Alzheimer’s disease (AD) is a progressive disorder that destroys memory and thinking skills, ultimately affecting the ability to carry out simple tasks. Seizures are sudden, uncontrolled electrical disturbances in the brain that cause changes in behavior, movements, or consciousness. While not universal in AD, the risk of developing seizures is substantially elevated compared to the general population of the same age. This increased susceptibility introduces a serious complication, making recognition and management of seizures a growing focus in AD care.
Prevalence and Associated Risk Factors
AD patients face a significantly higher risk of seizures, up to 10 times more frequent than in age-matched individuals without dementia. The prevalence of active seizures is estimated to be around 1.5% at any given time, though a history of seizures is found in up to 6% of patients. The likelihood of developing seizures increases with the duration and severity of cognitive impairment.
Several specific characteristics further increase this risk. Patients with early-onset AD (before age 65) are particularly susceptible, sometimes showing nearly double the prevalence of late-onset AD. Specific genetic mutations linked to autosomal dominant AD, such as those in the PSEN1 gene, are strongly associated with seizures, sometimes presenting before cognitive symptoms begin. The risk also rises as the disease progresses, with active seizure frequency increasing from about 1.5% after five years of duration to over 5% after 11 years.
The Underlying Biological Connection
The relationship between AD and seizures stems from pathological changes that create neuronal hyperexcitability. The accumulation of abnormal proteins, specifically amyloid-beta plaques and tau tangles, disrupts the normal communication balance between brain cells. Amyloid-beta peptides directly interfere with synapse function, leading to unstable electrical activity and making neurons prone to firing uncontrollably.
The neurodegenerative process of AD also causes a loss of inhibitory neurons, which normally calm electrical signaling in the brain. This loss tips the scale toward excessive excitation, lowering the brain’s overall seizure threshold. This network dysfunction allows electrical signals to rapidly spread and synchronize abnormally, resulting in a seizure. The hippocampus, a brain region heavily affected by AD pathology, is a common site where this hyperexcitability begins.
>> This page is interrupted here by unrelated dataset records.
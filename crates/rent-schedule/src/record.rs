//! `BillingRecord` — one charge posted on one due date.

use rent_core::Amount;
use rent_time::Date;

/// Whether a record is the opening partial-period charge or a regular cycle.
#[derive(Debug, Clone, Copy, PartialEq, Eq, Hash)]
#[cfg_attr(feature = "serde", derive(serde::Serialize, serde::Deserialize))]
pub enum ChargeKind {
    /// Partial-period charge dated at the lease start.
    Prorated,
    /// Charge on a regular (clamped) billing day.
    Regular,
}

/// A charge for one billing period.
#[derive(Debug, Clone, Copy, PartialEq)]
#[cfg_attr(feature = "serde", derive(serde::Serialize, serde::Deserialize))]
pub struct BillingRecord {
    /// `true` iff the due date is on or after the lease start.
    pub occupied: bool,
    /// The charge, already rounded for emission.
    pub amount: Amount,
    /// The date the charge is posted.
    pub due_date: Date,
    /// Opening prorated charge or regular cycle charge.
    pub kind: ChargeKind,
}

impl BillingRecord {
    /// A regular cycle charge.
    pub fn regular(occupied: bool, amount: Amount, due_date: Date) -> Self {
        Self {
            occupied,
            amount,
            due_date,
            kind: ChargeKind::Regular,
        }
    }

    /// The opening prorated charge.  The unit is leased from `lease_start`,
    /// so the record is always occupied.
    pub fn prorated(amount: Amount, lease_start: Date) -> Self {
        Self {
            occupied: true,
            amount,
            due_date: lease_start,
            kind: ChargeKind::Prorated,
        }
    }

    /// `true` when the unit was not yet leased on the due date.
    pub fn is_vacant(&self) -> bool {
        !self.occupied
    }

    /// Whether this charge has already been posted relative to `ref_date`.
    /// A charge due on `ref_date` has not yet occurred.
    pub fn has_occurred(&self, ref_date: Date) -> bool {
        self.due_date < ref_date
    }
}
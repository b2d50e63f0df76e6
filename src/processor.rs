//! Merge orchestrator: drives one run from dist template to rewritten
//! parameters file.

use crate::console::Console;
use crate::error::ParamError;
use crate::parameter::ParameterDefinition;
use crate::resolve::{Environment, Resolver};
use crate::settings::Settings;
use crate::store;
use serde_yaml::{Mapping, Value};
use std::path::PathBuf;
use tracing::{debug, info};

/// Outcome of a successful run.
#[derive(Debug)]
pub struct RunSummary {
    pub path: PathBuf,
    pub created: bool,
    pub resolved: usize,
}

/// One merge run over one parameters file.
///
/// Reads the dist and existing documents once, resolves every expected
/// parameter, and writes the merged document once. Nothing is written
/// until every parameter has resolved and validated.
pub struct Processor<C: Console, E: Environment> {
    settings: Settings,
    console: C,
    env: E,
}

impl<C: Console, E: Environment> Processor<C, E> {
    pub fn new(settings: Settings, console: C, env: E) -> Self {
        Self {
            settings,
            console,
            env,
        }
    }

    /// The console in use; lets callers inspect a scripted console after
    /// a run.
    pub fn console(&self) -> &C {
        &self.console
    }

    pub fn run(&mut self) -> Result<RunSummary, ParamError> {
        let parameters_file = self.settings.parameters_file.clone();
        let dist_file = self.settings.parameters_dist_file.clone();
        let key = self.settings.parameter_key.clone();

        let exists = store::exists(&parameters_file);
        let action = if exists { "Updating" } else { "Creating" };
        self.console
            .status(&format!("{} the \"{}\" file", action, parameters_file.display()));
        info!(
            file = %parameters_file.display(),
            dist = %dist_file.display(),
            exists,
            "merging parameters"
        );

        if !store::exists(&dist_file) {
            return Err(ParamError::MissingDistFile(dist_file));
        }

        let dist_doc = store::read_document(&dist_file)?;
        let expected = match dist_doc.get(key.as_str()) {
            Some(Value::Mapping(mapping)) => mapping.clone(),
            Some(Value::Null) | None => {
                return Err(ParamError::MissingParameterKey {
                    key,
                    path: dist_file,
                })
            }
            Some(_) => return Err(ParamError::NotAMapping(dist_file)),
        };

        // Output starts as the dist document with its parameter section
        // emptied; an existing file's top-level keys overlay the dist ones.
        let mut output = dist_doc;
        output.insert(
            Value::String(key.clone()),
            Value::Mapping(Mapping::new()),
        );
        if exists {
            let existing = store::read_document(&parameters_file)?;
            for (k, v) in existing {
                output.insert(k, v);
            }
        }

        let persisted = match output.get(key.as_str()) {
            Some(Value::Mapping(mapping)) => mapping.clone(),
            _ => Mapping::new(),
        };

        let resolved = self.resolve_all(&expected, &persisted)?;
        let count = resolved.len();
        output.insert(Value::String(key), Value::Mapping(resolved));

        store::write_document(&parameters_file, &output)?;
        info!(file = %parameters_file.display(), count, "parameters file written");

        Ok(RunSummary {
            path: parameters_file,
            created: !exists,
            resolved: count,
        })
    }

    /// Resolve every expected parameter, in dist order. Persisted keys
    /// absent from the expected set are dropped here: only expected keys
    /// are ever read out of `persisted`.
    fn resolve_all(
        &mut self,
        expected: &Mapping,
        persisted: &Mapping,
    ) -> Result<Mapping, ParamError> {
        let mut resolver = Resolver::new(&self.env);
        let mut resolved = Mapping::new();

        for (name_key, default) in expected {
            let name = match name_key {
                Value::String(s) => s.clone(),
                other => crate::scalar::dump(other),
            };

            let fallback;
            let definition = match self.settings.registry.get(&name) {
                Some(definition) => definition,
                None => {
                    if !self.settings.ignore_unknown_parameters {
                        return Err(ParamError::UnknownParameter(name));
                    }
                    debug!(parameter = name.as_str(), "no definition, tolerating as plain string");
                    fallback = ParameterDefinition::fallback(&name);
                    &fallback
                }
            };

            let value = resolver.resolve(
                &mut self.console,
                &name,
                default,
                persisted.get(name_key).cloned(),
                definition,
            )?;
            resolved.insert(name_key.clone(), value);
        }

        Ok(resolved)
    }
}
//! Per-parameter schema: expected type, required-ness, optional
//! environment-variable binding, and the constraint set.

use crate::constraint::ConstraintSet;
use serde_yaml::Value;

/// The four recognized parameter kinds.
///
/// A closed set: adding a kind forces every match below to be extended,
/// so a new type cannot silently skip its checks.
#[derive(Debug, Clone, Copy, PartialEq, Eq)]
pub enum ParamType {
    String,
    Boolean,
    Number,
    List,
}

impl ParamType {
    /// Map a definitions-document type name onto a kind.
    pub fn from_name(name: &str) -> Option<Self> {
        match name {
            "string" => Some(ParamType::String),
            "boolean" => Some(ParamType::Boolean),
            "number" => Some(ParamType::Number),
            "list" => Some(ParamType::List),
            _ => None,
        }
    }

    /// Type-check a value, returning a type-specific reason on mismatch.
    /// Numbers accept numeric strings.
    fn check(&self, value: &Value) -> Result<(), String> {
        match self {
            ParamType::String => match value {
                Value::String(_) => Ok(()),
                _ => Err("Value needs to be a string".to_string()),
            },
            ParamType::Boolean => match value {
                Value::Bool(_) => Ok(()),
                _ => Err("Value needs to be a boolean".to_string()),
            },
            ParamType::Number => match value {
                Value::Number(_) => Ok(()),
                // "inf" and "NaN" parse as f64 but are not numbers here.
                Value::String(s)
                    if s.trim().parse::<f64>().map_or(false, |n| n.is_finite()) =>
                {
                    Ok(())
                }
                _ => Err("Value needs to be a number".to_string()),
            },
            ParamType::List => match value {
                Value::Sequence(_) => Ok(()),
                _ => Err("Value needs to be a list".to_string()),
            },
        }
    }
}

/// Immutable description of one expected parameter.
#[derive(Debug, Clone)]
pub struct ParameterDefinition {
    pub name: String,
    pub kind: ParamType,
    pub required: bool,
    /// Environment variable that overrides the persisted value when set.
    pub variable: Option<String>,
    pub constraints: ConstraintSet,
}

impl ParameterDefinition {
    pub fn new(
        name: &str,
        kind: ParamType,
        required: bool,
        variable: Option<String>,
        constraints: ConstraintSet,
    ) -> Self {
        Self {
            name: name.to_string(),
            kind,
            required,
            variable,
            constraints,
        }
    }

    /// Definition used for names present in the dist file but absent from
    /// the definitions document, when unknown parameters are tolerated:
    /// an optional, unconstrained string.
    pub fn fallback(name: &str) -> Self {
        Self::new(name, ParamType::String, false, None, ConstraintSet::empty())
    }

    /// Validate a resolved value against this definition.
    ///
    /// `Value::Null` is the absent marker: required parameters reject it,
    /// optional parameters accept it without running the type check or
    /// constraints.
    pub fn validate(&self, value: &Value) -> Result<(), String> {
        if value.is_null() {
            return if self.required {
                Err("Value is required".to_string())
            } else {
                Ok(())
            };
        }

        self.kind.check(value)?;
        self.constraints.evaluate(value)
    }
}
Recognizing Seizure Manifestations
Seizures in AD patients are often subtle and easily overlooked or mistaken for typical dementia symptoms, such as confusion or behavioral changes. Unlike the dramatic, full-body convulsions often associated with seizures, those in AD patients are frequently non-convulsive. This subtlety makes careful observation by caregivers crucial for accurate identification.
A common type is the focal impaired awareness seizure, which may manifest as a brief staring spell, unresponsiveness, or a change in cognitive state. Repetitive, involuntary movements called automatisms are also highly suggestive of a seizure. These actions can include lip-smacking, chewing motions, hand wringing, or fiddling with clothing. Documenting the duration and characteristics of these unusual episodes is important for medical professionals to distinguish a seizure from other AD-related behaviors.
Management and Treatment Approaches
The management of seizures in a person with AD requires a careful approach due to the unique vulnerabilities of this population. Anti-Epileptic Drugs (AEDs) are the primary treatment, but physicians must consider the potential for adverse effects on compromised cognitive function. Many AEDs can cause sedation, dizziness, or confusion, which may worsen dementia symptoms and increase the risk of falls.
Treatment typically begins with a low dose of a well-tolerated AED and is slowly increased to find the minimum effective dose. Drug interactions are a significant concern, as AD patients are often on multiple medications for their dementia and other conditions. Careful selection of an AED is required to avoid complications. The goal of therapy is to control seizure frequency and reduce their impact on the patient’s quality of life without accelerating cognitive decline.